**Exercise aim**
Every line containing the string "AssetPool" should be returned from the records.

**Records shown**
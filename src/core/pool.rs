use std::ops::{Index, IndexMut};

use super::types::{Asset, AssetCategory};

pub const PRIMARY: usize = 0;
pub const SPOUSE: usize = 1;

#[derive(Debug, Clone, Copy, Default, PartialEq)]
pub struct AssetPool {
    balances: [f64; AssetCategory::ALL.len()],
}

impl AssetPool {
    pub fn new() -> Self {
        Self::default()
    }

    pub fn with_balances(balances: &[(AssetCategory, f64)]) -> Self {
        let mut pool = Self::new();
        for &(category, value) in balances {
            pool[category] += value;
        }
        pool
    }

    pub fn total(&self) -> f64 {
        self.balances.iter().sum()
    }

    pub fn positive_total(&self) -> f64 {
        self.balances.iter().map(|b| b.max(0.0)).sum()
    }

    pub fn has_assets(&self) -> bool {
        self.positive_total() > 0.0
    }

    pub fn iter(&self) -> impl Iterator<Item = (AssetCategory, f64)> + '_ {
        AssetCategory::ALL.iter().map(|&c| (c, self[c]))
    }

    pub fn take_cash_deficit(&mut self) -> f64 {
        let cash = self[AssetCategory::Cash];
        if cash < 0.0 {
            self[AssetCategory::Cash] = 0.0;
            -cash
        } else {
            0.0
        }
    }
}

impl Index<AssetCategory> for AssetPool {
    type Output = f64;

    fn index(&self, category: AssetCategory) -> &f64 {
        &self.balances[category.index()]
    }
}

impl IndexMut<AssetCategory> for AssetPool {
    fn index_mut(&mut self, category: AssetCategory) -> &mut f64 {
        &mut self.balances[category.index()]
    }
}

pub fn build_pools(assets: &[Asset]) -> [AssetPool; 2] {
    let mut pools = [AssetPool::new(), AssetPool::new()];
    for asset in assets {
        let owner = if asset.belongs_to_spouse { SPOUSE } else { PRIMARY };
        pools[owner][asset.category] += asset.value;
    }
    pools
}

pub fn combine(pools: &[AssetPool]) -> AssetPool {
    let mut combined = AssetPool::new();
    for pool in pools {
        for (category, value) in pool.iter() {
            combined[category] += value;
        }
    }
    combined
}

**Exercise solution**
pub struct AssetPool {
impl AssetPool {
impl Index<AssetCategory> for AssetPool {
impl IndexMut<AssetCategory> for AssetPool {
pub fn build_pools(assets: &[Asset]) -> [AssetPool; 2] {
    let mut pools = [AssetPool::new(), AssetPool::new()];
pub fn combine(pools: &[AssetPool]) -> AssetPool {
    let mut combined = AssetPool::new();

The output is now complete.